BSP extends repayment period for salary-based loans

MANILA, Philippines — The Bangko Sentral ng Pilipinas (BSP) has extended the maximum repayment period for salary-based consumption loans to seven years, a move meant to make amortizations more manageable for borrowers while keeping safeguards against excessive debt.
In a statement, the BSP said the longer period would apply to all borrowers, including teachers and other employees availing of salary-based general-purpose consumption loans.
“The longer period makes loans easier to repay while still encouraging responsible borrowing,” the central bank said. “At the same time, the seven-year limit serves as a safeguard against excessive borrowing.”
The policy, contained in BSP Circular 1239 signed by BSP Governor Eli Remolona Jr., amended existing rules on salary-based general-purpose consumption loans under the Manual of Regulations for Banks and the Manual of Regulations for Non-Bank Financial Institutions.
Previously, salary-based general-purpose consumption loans were generally limited to three years and could only be extended to five years in meritorious cases.
Under the new rules, the BSP clarified that the seven-year period is the maximum allowable tenor and not a fixed loan term. Banks and other BSP-supervised financial institutions must still assess each borrower’s capacity to pay before setting the actual repayment period.
Salary-based general-purpose consumption loans refer to unsecured loans granted mainly on the basis of a borrower’s regular salary, pension or other fixed compensation. These loans may be used for education, hospitalization, emergencies, travel, household expenses and other personal consumption needs.
The circular also requires financial institutions to maintain board-approved credit policies that are documented, periodically reviewed and consistent with sound credit standards.
Lenders must conduct a comprehensive assessment of the borrower’s creditworthiness. The BSP said credit scoring models may be used, but formula-based metrics such as salary multiples or affordability ratios should not replace a full credit assessment.
Financial institutions must also consider the borrower’s total personal and household indebtedness, co-maker or co-borrower exposures and disposable income available for family and personal needs after debt servicing. They should verify borrowers’ total indebtedness and repayment history, including through relevant credit bureaus or entities.
The BSP also tightened rules on loan renewals and maturity extensions. No renewal or extension may be granted without a reassessment of the borrower’s repayment capacity and confirmation of continuing creditworthiness.
The central bank said accrued interest must be paid and the outstanding principal reduced through actual payment before a loan may be renewed or extended. Lenders must also establish a clean-up policy and put in place controls to prevent continuous loan renewals without reduction in principal.
For borrowers with longer-term or non-consumption financing needs, the BSP said other products such as housing loans, motor vehicle loans and credit card loans may be more appropriate. These are outside the scope of salary-based general-purpose consumption loans even if repayments are made through salary deduction or similar arrangements.
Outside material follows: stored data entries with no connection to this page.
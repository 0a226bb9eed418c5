//! # Storage
//!
//! Typed helpers over the two Soroban storage tiers used by the contract.
//!
//! ## Instance storage (contract-lifetime TTL)
//!
//! | Key             | Type      | Description                         |
//! |-----------------|-----------|-------------------------------------|
//! | `CampaignCount` | `u64`     | Highest campaign ID allocated       |
//! | `Admin`         | `Address` | Deployer allowed to call `init`     |
//! | `Token`         | `Address` | Settlement asset for all transfers  |
//!
//! Instance TTL is bumped by **7 days** whenever it falls below 1 day remaining.
//!
//! ## Persistent storage (per-entry TTL)
//!
//! | Key                        | Type              | Description                      |
//! |----------------------------|-------------------|----------------------------------|
//! | `CampConfig(id)`           | `CampaignConfig`  | Immutable campaign configuration |
//! | `CampState(id)`            | `CampaignState`   | Mutable campaign state           |
//! | `Rewards(id)`              | `Vec<RewardTier>` | Append-only reward tiers         |
//! | `Pledge(id, contributor)`  | `i128`            | Un-refunded pledge amount        |
//! | `ContribTotal(contributor)`| `i128`            | Sum of a contributor's pledges   |
//!
//! Persistent TTL is bumped by **30 days** whenever it falls below 7 days remaining.
//!
//! Pledges write only `CampState` plus the two ledger entries; the config is
//! never rewritten after creation.

use soroban_sdk::{contracttype, Address, Env, TryFromVal, Val, Vec};

use crate::types::{Campaign, CampaignConfig, CampaignState, RewardTier};

// ── TTL Constants ────────────────────────────────────────────────────

/// Approximate ledgers per day (~5 seconds per ledger).
const DAY_IN_LEDGERS: u32 = 17_280;

const INSTANCE_BUMP_AMOUNT: u32 = 7 * DAY_IN_LEDGERS;
const INSTANCE_LIFETIME_THRESHOLD: u32 = DAY_IN_LEDGERS;

const PERSISTENT_BUMP_AMOUNT: u32 = 30 * DAY_IN_LEDGERS;
const PERSISTENT_LIFETIME_THRESHOLD: u32 = 7 * DAY_IN_LEDGERS;

// ── Storage Keys ─────────────────────────────────────────────────────

#[contracttype]
#[derive(Clone, Debug, Eq, PartialEq)]
pub enum DataKey {
    /// Highest allocated campaign ID (Instance).
    CampaignCount,
    /// Deployment admin, set by the constructor (Instance).
    Admin,
    /// Settlement token address (Instance).
    Token,
    /// Immutable campaign configuration keyed by ID (Persistent).
    CampConfig(u64),
    /// Mutable campaign state keyed by ID (Persistent).
    CampState(u64),
    /// Reward tiers of a campaign, in insertion order (Persistent).
    Rewards(u64),
    /// Pledge amount of one contributor to one campaign (Persistent).
    Pledge(u64, Address),
    /// Contributor's total across all campaigns (Persistent).
    ContribTotal(Address),
}

// ── Instance Storage Helpers ─────────────────────────────────────────

fn bump_instance(env: &Env) {
    env.storage()
        .instance()
        .extend_ttl(INSTANCE_LIFETIME_THRESHOLD, INSTANCE_BUMP_AMOUNT);
}

/// Reads, increments, and stores the campaign counter.
/// Returns the ID for the new campaign (post-increment, so IDs start at 1).
pub fn next_campaign_id(env: &Env) -> u64 {
    bump_instance(env);
    let next = campaign_count(env) + 1;
    env.storage().instance().set(&DataKey::CampaignCount, &next);
    next
}

pub fn campaign_count(env: &Env) -> u64 {
    env.storage()
        .instance()
        .get(&DataKey::CampaignCount)
        .unwrap_or(0)
}

pub fn set_admin(env: &Env, admin: &Address) {
    env.storage().instance().set(&DataKey::Admin, admin);
    bump_instance(env);
}

pub fn get_admin(env: &Env) -> Option<Address> {
    env.storage().instance().get(&DataKey::Admin)
}

pub fn has_token(env: &Env) -> bool {
    env.storage().instance().has(&DataKey::Token)
}

pub fn set_token(env: &Env, token: &Address) {
    env.storage().instance().set(&DataKey::Token, token);
    bump_instance(env);
}

pub fn get_token(env: &Env) -> Option<Address> {
    let token = env.storage().instance().get(&DataKey::Token);
    if token.is_some() {
        bump_instance(env);
    }
    token
}

// ── Persistent Storage Helpers ───────────────────────────────────────

fn bump_persistent(env: &Env, key: &DataKey) {
    env.storage()
        .persistent()
        .extend_ttl(key, PERSISTENT_LIFETIME_THRESHOLD, PERSISTENT_BUMP_AMOUNT);
}

/// Read a persistent entry and extend its TTL if present.
fn read_persistent<V>(env: &Env, key: &DataKey) -> Option<V>
where
    V: TryFromVal<Env, Val>,
{
    let value = env.storage().persistent().get(key);
    if value.is_some() {
        bump_persistent(env, key);
    }
    value
}

/// Save the config and initial state of a new campaign.
pub fn save_campaign(env: &Env, id: u64, config: &CampaignConfig, state: &CampaignState) {
    let config_key = DataKey::CampConfig(id);
    env.storage().persistent().set(&config_key, config);
    bump_persistent(env, &config_key);
    save_campaign_state(env, id, state);
}

/// Load the full `Campaign` by combining config and state.
pub fn load_campaign(env: &Env, id: u64) -> Option<Campaign> {
    let config = load_campaign_config(env, id)?;
    let state = load_campaign_state(env, id)?;
    Some(Campaign::from_parts(id, config, state))
}

pub fn load_campaign_config(env: &Env, id: u64) -> Option<CampaignConfig> {
    read_persistent(env, &DataKey::CampConfig(id))
}

pub fn load_campaign_state(env: &Env, id: u64) -> Option<CampaignState> {
    read_persistent(env, &DataKey::CampState(id))
}

pub fn save_campaign_state(env: &Env, id: u64, state: &CampaignState) {
    let key = DataKey::CampState(id);
    env.storage().persistent().set(&key, state);
    bump_persistent(env, &key);
}

// ── Reward tiers ─────────────────────────────────────────────────────

/// Reward tiers of a campaign; empty when none were added.
pub fn load_rewards(env: &Env, campaign_id: u64) -> Vec<RewardTier> {
    read_persistent(env, &DataKey::Rewards(campaign_id)).unwrap_or_else(|| Vec::new(env))
}

pub fn save_rewards(env: &Env, campaign_id: u64, rewards: &Vec<RewardTier>) {
    let key = DataKey::Rewards(campaign_id);
    env.storage().persistent().set(&key, rewards);
    bump_persistent(env, &key);
}

// ── Pledge ledger ────────────────────────────────────────────────────

pub fn load_pledge(env: &Env, campaign_id: u64, contributor: &Address) -> i128 {
    read_persistent(env, &DataKey::Pledge(campaign_id, contributor.clone())).unwrap_or(0)
}

/// Store a pledge amount. A zero amount removes the entry.
pub fn save_pledge(env: &Env, campaign_id: u64, contributor: &Address, amount: i128) {
    let key = DataKey::Pledge(campaign_id, contributor.clone());
    write_amount(env, &key, amount);
}

pub fn load_contributor_total(env: &Env, contributor: &Address) -> i128 {
    read_persistent(env, &DataKey::ContribTotal(contributor.clone())).unwrap_or(0)
}

/// Store a contributor total. A zero amount removes the entry.
pub fn save_contributor_total(env: &Env, contributor: &Address, amount: i128) {
    let key = DataKey::ContribTotal(contributor.clone());
    write_amount(env, &key, amount);
}

fn write_amount(env: &Env, key: &DataKey, amount: i128) {
    if amount == 0 {
        env.storage().persistent().remove(key);
    } else {
        env.storage().persistent().set(key, &amount);
        bump_persistent(env, key);
    }
}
The BSP said it continues to work with the Department of Education and partner financial institutions to promote financial literacy and responsible borrowing, including efforts to ensure that borrowers retain enough take-home pay after loan repayments.
It added that borrowers may also explore refinancing options through facilities offered by institutions such as the Government Service Insurance System and the Social Security System.